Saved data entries
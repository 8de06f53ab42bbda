//! SMTP2GO email provider.
//!
//! # Example
//!
//! ```rust,ignore
//! use messaging_gateway::{EmailMessage, MessagingProvider, Smtp2GoConfig, Smtp2GoProvider};
//!
//! let provider = Smtp2GoProvider::new(Smtp2GoConfig::new("api-ABC123"))?;
//!
//! let message = EmailMessage::new(
//!     "user@example.com",
//!     "Order update",
//!     "<p>Your order shipped.</p>",
//!     "noreply@example.com",
//! )
//! .with_from_name("Acme Orders");
//! let result = provider.send(&message).await;
//! assert!(result.succeeded());
//! ```

use crate::errors::ConfigError;
use crate::providers::traits::MessagingProvider;
use crate::providers::util::{default_http_client, request_failure};
use crate::types::{DeliveryResult, DeliveryStatus, EmailMessage};
use reqwest_middleware::ClientWithMiddleware;
use secrecy::{ExposeSecret, SecretString};
use serde_json::json;
use std::time::Duration;
use url::Url;

#[cfg(feature = "tracing")]
use opentelemetry::trace::Status;
#[cfg(feature = "tracing")]
use tracing::{Span, error, info};
#[cfg(feature = "tracing")]
use tracing_opentelemetry::OpenTelemetrySpanExt;

/// Default SMTP2GO API URL.
pub const DEFAULT_API_URL: &str = "https://api.smtp2go.com";

/// Default request timeout.
pub const DEFAULT_TIMEOUT: Duration = Duration::from_secs(10);

/// Configuration for [`Smtp2GoProvider`].
#[derive(Clone)]
pub struct Smtp2GoConfig {
    /// SMTP2GO API key.
    pub api_key: SecretString,
    /// Request timeout.
    pub timeout: Duration,
    /// Override for the API base URL. Mostly useful for tests.
    pub endpoint: Option<Url>,
}

impl Smtp2GoConfig {
    /// Create a config with the default timeout.
    pub fn new(api_key: impl Into<String>) -> Self {
        Self {
            api_key: SecretString::from(api_key.into()),
            timeout: DEFAULT_TIMEOUT,
            endpoint: None,
        }
    }

    /// Set the request timeout.
    pub fn with_timeout(mut self, timeout: Duration) -> Self {
        self.timeout = timeout;
        self
    }

    /// Override the API base URL.
    pub fn with_endpoint(mut self, endpoint: Url) -> Self {
        self.endpoint = Some(endpoint);
        self
    }
}

impl std::fmt::Debug for Smtp2GoConfig {
    fn fmt(&self, f: &mut std::fmt::Formatter<'_>) -> std::fmt::Result {
        f.debug_struct("Smtp2GoConfig")
            .field("api_key", &"[REDACTED]")
            .field("timeout", &self.timeout)
            .field("endpoint", &self.endpoint)
            .finish()
    }
}

/// Sends emails through the SMTP2GO REST API.
///
/// Like SendGrid, acceptance is signalled by the HTTP status alone;
/// successful results carry no external id and `fetch_status` reports
/// unknown.
#[derive(Clone)]
pub struct Smtp2GoProvider {
    http_client: ClientWithMiddleware,
    api_key: SecretString,
    url: Url,
}

impl std::fmt::Debug for Smtp2GoProvider {
    fn fmt(&self, f: &mut std::fmt::Formatter<'_>) -> std::fmt::Result {
        f.debug_struct("Smtp2GoProvider")
            .field("api_key", &"[REDACTED]")
            .field("url", &self.url)
            .finish()
    }
}

impl Smtp2GoProvider {
    /// Create a provider from `config`.
    pub fn new(config: Smtp2GoConfig) -> Result<Self, ConfigError> {
        Self::with_client(config, None)
    }

    /// Create a provider that reuses a caller-supplied HTTP client.
    pub fn with_http_client(
        config: Smtp2GoConfig,
        http_client: ClientWithMiddleware,
    ) -> Result<Self, ConfigError> {
        Self::with_client(config, Some(http_client))
    }

    fn with_client(
        config: Smtp2GoConfig,
        http_client: Option<ClientWithMiddleware>,
    ) -> Result<Self, ConfigError> {
        if config.api_key.expose_secret().is_empty() {
            return Err(ConfigError::MissingField("api_key"));
        }

        let endpoint = config
            .endpoint
            .unwrap_or_else(|| Url::parse(DEFAULT_API_URL).expect("Invalid default URL"));
        let url = endpoint.join("/v3/email/send")?;

        let http_client = match http_client {
            Some(client) => client,
            None => default_http_client(config.timeout)?,
        };

        Ok(Self {
            http_client,
            api_key: config.api_key,
            url,
        })
    }
}

impl MessagingProvider for Smtp2GoProvider {
    type Message = EmailMessage;

    #[cfg_attr(
        feature = "tracing",
        tracing::instrument(
            name = "Smtp2GoProvider::send",
            skip_all,
            fields(to = %message.to)
        )
    )]
    async fn send(&self, message: &EmailMessage) -> DeliveryResult {
        let sender = match &message.from_name {
            Some(name) => format!("{name} <{}>", message.from_email),
            None => message.from_email.clone(),
        };

        let payload = json!({
            "sender": sender,
            "to": [message.to],
            "subject": message.subject,
            "html_body": message.html_content,
        });

        let response = match self
            .http_client
            .post(self.url.clone())
            .header("X-Smtp2go-Api-Key", self.api_key.expose_secret())
            .json(&payload)
            .send()
            .await
        {
            Ok(response) => response,
            Err(err) => return request_failure(err),
        };

        let status = response.status();
        if status.is_success() {
            #[cfg(feature = "tracing")]
            {
                info!(to = %message.to, "Email sent via SMTP2GO");
                Span::current().set_status(Status::Ok);
            }
            return DeliveryResult::ok(DeliveryStatus::Sent);
        }

        let _body = response.text().await.unwrap_or_default();

        #[cfg(feature = "tracing")]
        error!(status = status.as_u16(), body = %_body, "SMTP2GO send failed");

        DeliveryResult::fail_with_code(
            format!("SMTP2GO returned status {}", status.as_u16()),
            status.as_u16().to_string(),
        )
    }
}

#[cfg(test)]
mod tests {
    use super::*;
    use serde_json::Value;
    use wiremock::matchers::{body_partial_json, header, method, path};
    use wiremock::{Mock, MockServer, ResponseTemplate};

    fn provider(server: &MockServer) -> Smtp2GoProvider {
        let config =
            Smtp2GoConfig::new("api-test-key").with_endpoint(Url::parse(&server.uri()).unwrap());
        Smtp2GoProvider::new(config).unwrap()
    }

    fn message() -> EmailMessage {
        EmailMessage::new(
            "user@example.com",
            "Order update",
            "<p>Your order shipped.</p>",
            "noreply@example.com",
        )
    }

    #[test]
    fn test_missing_api_key() {
        let err = Smtp2GoProvider::new(Smtp2GoConfig::new("")).unwrap_err();
        assert!(matches!(err, ConfigError::MissingField("api_key")));
    }

    #[tokio::test]
    async fn test_send_success() {
        let mock_server = MockServer::start().await;

        Mock::given(method("POST"))
            .and(path("/v3/email/send"))
            .and(header("X-Smtp2go-Api-Key", "api-test-key"))
            .and(body_partial_json(json!({
                "sender": "noreply@example.com",
                "to": ["user@example.com"],
                "subject": "Order update",
                "html_body": "<p>Your order shipped.</p>"
            })))
            .respond_with(ResponseTemplate::new(200).set_body_json(json!({
                "data": {"succeeded": 1, "failed": 0}
            })))
            .expect(1)
            .mount(&mock_server)
            .await;

        let provider = provider(&mock_server);
        let result = provider.send(&message()).await;

        assert!(result.succeeded());
        assert_eq!(result.status(), DeliveryStatus::Sent);
        assert_eq!(result.external_id(), None);
    }

    #[tokio::test]
    async fn test_sender_includes_display_name() {
        let mock_server = MockServer::start().await;

        Mock::given(method("POST"))
            .and(path("/v3/email/send"))
            .respond_with(ResponseTemplate::new(200))
            .mount(&mock_server)
            .await;

        let provider = provider(&mock_server);
        provider.send(&message().with_from_name("Acme Orders")).await;

        let requests = mock_server.received_requests().await.unwrap();
        let payload: Value = serde_json::from_slice(&requests[0].body).unwrap();
        assert_eq!(payload["sender"], "Acme Orders <noreply@example.com>");
    }

    #[tokio::test]
    async fn test_error_status_reported() {
        let mock_server = MockServer::start().await;

        Mock::given(method("POST"))
            .and(path("/v3/email/send"))
            .respond_with(ResponseTemplate::new(403).set_body_json(json!({
                "data": {"error": "API key is invalid"}
            })))
            .mount(&mock_server)
            .await;

        let provider = provider(&mock_server);
        let result = provider.send(&message()).await;

        assert!(!result.succeeded());
        assert_eq!(result.error_code(), Some("403"));
        assert_eq!(result.error_message(), Some("SMTP2GO returned status 403"));
    }

    #[tokio::test]
    async fn test_network_error() {
        let mock_server = MockServer::start().await;
        let provider = provider(&mock_server);
        drop(mock_server);

        let result = provider.send(&message()).await;
        assert!(!result.succeeded());
    }

    #[tokio::test]
    async fn test_fetch_status_is_unknown() {
        let mock_server = MockServer::start().await;
        let provider = provider(&mock_server);
        assert!(provider.fetch_status("anything").await.is_none());
    }
}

TASK GOAL
Please say how many lines in the records above contain the word "impl", and give only that number.

SOLUTION
6